Coop whistled. "You couldn't convince her--"
"I couldn't say anything. I'm not dealing with a client who understands the way courts operate. Katie believes with all her heart that she can say her piece and she'll be pardoned. Why shouldn't she? That's the way it works in her church."
"Let's assume that it's the truth, that she didn't kill the baby," Coop said.
"Well, there are some other unalienable truths, too. Like the fact that the baby was born alive, and that it somehow was found dead and hidden."
"Okay. So what does that leave you with?"
Ellie sighed. "Someone else killed it--which, as we've already discussed, is virtually impossible to use as a defense."
"Or else the baby died on its own."
"And walked, postpartum, to the tack room to bury itself under a stack of blankets?"
Coop smiled faintly. "If Katie wanted that baby, and woke up to find it dead, maybe that was the point when she lost touch with reality.

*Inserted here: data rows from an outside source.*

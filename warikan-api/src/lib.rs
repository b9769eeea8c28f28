pub mod config;
pub mod handlers;
pub mod helpers;
use crate::expense::ExpenseRecord;
use serde::{Deserialize, Serialize};
use ts_rs::TS;

/// Record field that the party patterns are matched against.
///
/// On the wire this is the ledger's own column label ("中項目", "大項目",
/// "内容", "メモ"). The English field names are accepted as aliases and any
/// other value falls back to the medium category.
#[derive(Debug, Clone, Copy, PartialEq, Eq, Hash, Default, Serialize, Deserialize)]
#[serde(from = "String", into = "String")]
pub enum IdentificationColumn {
    #[default]
    MediumCategory,
    LargeCategory,
    Content,
    Memo,
}

impl IdentificationColumn {
    pub fn label(&self) -> &'static str {
        match self {
            IdentificationColumn::MediumCategory => "中項目",
            IdentificationColumn::LargeCategory => "大項目",
            IdentificationColumn::Content => "内容",
            IdentificationColumn::Memo => "メモ",
        }
    }

    /// Picks the value of this column from a record
    pub fn select<'a>(&self, record: &'a ExpenseRecord) -> &'a str {
        match self {
            IdentificationColumn::MediumCategory => &record.medium_category,
            IdentificationColumn::LargeCategory => &record.large_category,
            IdentificationColumn::Content => &record.content,
            IdentificationColumn::Memo => &record.memo,
        }
    }
}

impl From<&str> for IdentificationColumn {
    fn from(value: &str) -> Self {
        match value.trim() {
            "大項目" | "large_category" => IdentificationColumn::LargeCategory,
            "内容" | "content" | "description" => IdentificationColumn::Content,
            "メモ" | "memo" => IdentificationColumn::Memo,
            _ => IdentificationColumn::MediumCategory,
        }
    }
}

impl From<String> for IdentificationColumn {
    fn from(value: String) -> Self {
        IdentificationColumn::from(value.as_str())
    }
}

impl From<IdentificationColumn> for String {
    fn from(column: IdentificationColumn) -> Self {
        column.label().to_string()
    }
}

/// Calculation settings supplied with every request
#[derive(Debug, Clone, PartialEq, Serialize, Deserialize, TS)]
#[serde(default)]
pub struct Settings {
    #[ts(type = "string")]
    pub identification_column: IdentificationColumn,
    /// Regular expression identifying owner-paid expenditures
    pub owner_pattern: String,
    /// Regular expression identifying spouse-paid expenditures
    pub spouse_pattern: String,
    /// Owner's share of the total, in percent
    pub owner_ratio: f64,
    /// Accepted for display only; the spouse share is always derived
    pub spouse_ratio: f64,
}

impl Default for Settings {
    fn default() -> Self {
        Self {
            identification_column: IdentificationColumn::default(),
            owner_pattern: String::new(),
            spouse_pattern: String::new(),
            owner_ratio: 50.0,
            spouse_ratio: 50.0,
        }
    }
}

/// Who pays whom once the period is settled
#[derive(Debug, Clone, Copy, PartialEq, Eq, Serialize, Deserialize, TS)]
pub enum SettlementDirection {
    #[serde(rename = "配偶者から代表者へ")]
    SpouseToOwner,
    #[serde(rename = "代表者から配偶者へ")]
    OwnerToSpouse,
    #[serde(rename = "精算不要")]
    None,
}

impl SettlementDirection {
    pub fn label(&self) -> &'static str {
        match self {
            SettlementDirection::SpouseToOwner => "配偶者から代表者へ",
            SettlementDirection::OwnerToSpouse => "代表者から配偶者へ",
            SettlementDirection::None => "精算不要",
        }
    }
}

/// Outcome of a settlement calculation
#[derive(Debug, Clone, PartialEq, Serialize, Deserialize, TS)]
pub struct CalculationResult {
    pub period: String,
    #[ts(type = "number")]
    pub owner_total: i64,
    #[ts(type = "number")]
    pub spouse_total: i64,
    #[ts(type = "number")]
    pub total_expense: i64,
    #[ts(type = "number")]
    pub owner_share: i64,
    #[ts(type = "number")]
    pub spouse_share: i64,
    /// Always non-negative; see `settlement_direction`
    #[ts(type = "number")]
    pub settlement_amount: i64,
    pub settlement_direction: SettlementDirection,
    pub owner_count: usize,
    pub spouse_count: usize,
    pub shared_count: usize,
    pub records: Vec<ExpenseRecord>,
}

/// Request body for the calculate endpoint
#[derive(Debug, Clone, Serialize, Deserialize, TS)]
pub struct CalculateRequest {
    pub records: Vec<ExpenseRecord>,
    #[serde(default)]
    pub settings: Settings,
}

/// Response for the upload endpoint
#[derive(Debug, Clone, Serialize, Deserialize, TS)]
pub struct UploadResponse {
    pub headers: Vec<String>,
    pub records: Vec<ExpenseRecord>,
}
//! Turns decoded ledger rows into typed [`ExpenseRecord`]s.
//!
//! The first row is the header. Every later row with at least
//! [`MIN_FIELDS`] fields becomes a record; shorter rows are dropped and an
//! unparsable amount becomes zero, so parsing never fails on content.

mod csv_reader;

pub use csv_reader::LedgerReader;

use shared_types::ExpenseRecord;
use tracing::{debug, warn};

/// Number of positional fields a ledger row must carry
pub const MIN_FIELDS: usize = 10;

/// Splits `rows` into the header and a lazy iterator over the remaining
/// rows as records.
pub fn parse_records<I>(rows: I) -> (Vec<String>, Records<I::IntoIter>)
where
    I: IntoIterator<Item = Vec<String>>,
{
    let mut rows = rows.into_iter();
    let header = rows.next().unwrap_or_default();
    debug!(columns = header.len(), "Read ledger header");

    (header, Records { rows, index: 0 })
}

/// Single-pass iterator of records produced by [`parse_records`]
pub struct Records<I> {
    rows: I,
    index: usize,
}

impl<I> Iterator for Records<I>
where
    I: Iterator<Item = Vec<String>>,
{
    type Item = ExpenseRecord;

    fn next(&mut self) -> Option<Self::Item> {
        loop {
            let row = self.rows.next()?;
            self.index += 1;

            if let Some(record) = parse_row(self.index, &row) {
                return Some(record);
            }
        }
    }
}

/// Converts one data row. `index` is 1-based with the header at 0.
pub fn parse_row(index: usize, row: &[String]) -> Option<ExpenseRecord> {
    if row.len() < MIN_FIELDS {
        debug!(row = index, fields = row.len(), "Skipping short ledger row");
        return None;
    }

    let amount = match try_parse_amount(&row[3]) {
        Some(amount) => amount,
        None => {
            warn!(row = index, raw = %row[3], "Unparsable amount, treating as 0");
            0
        }
    };

    Some(ExpenseRecord {
        calculation_target: row[0].clone(),
        date: row[1].clone(),
        content: row[2].clone(),
        amount,
        institution: row[4].clone(),
        large_category: row[5].clone(),
        medium_category: row[6].clone(),
        memo: row[7].clone(),
        transfer: row[8].clone(),
        id: row[9].clone(),
    })
}

/// Parses a ledger amount such as `-1,234`, yielding 0 when it is not an
/// integer.
pub fn parse_amount(raw: &str) -> i64 {
    try_parse_amount(raw).unwrap_or(0)
}

fn try_parse_amount(raw: &str) -> Option<i64> {
    raw.replace(',', "").parse().ok()
}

Maybe she got rid of the corpse in a dissociative state, and can't remember now."
"Concealment of death is still a crime, Coop."
"But not of nearly the same proportion," he pointed out. "There's a pathos to trying to keep from consciously admitting a loved one's death that doesn't come into play if you also caused that death." He shrugged. "I'm no lawyer, El, but it looks to me like you've got one thing to go with--that the baby died on its own, and that was what Katie's mind tried to cover up. And you've got to have some expert you can pull out of your hat who'll twist the autopsy report, right? I mean, she gave birth early. What premature infant is going to make it without an incubator and lights and the services of a neonatal ICU?"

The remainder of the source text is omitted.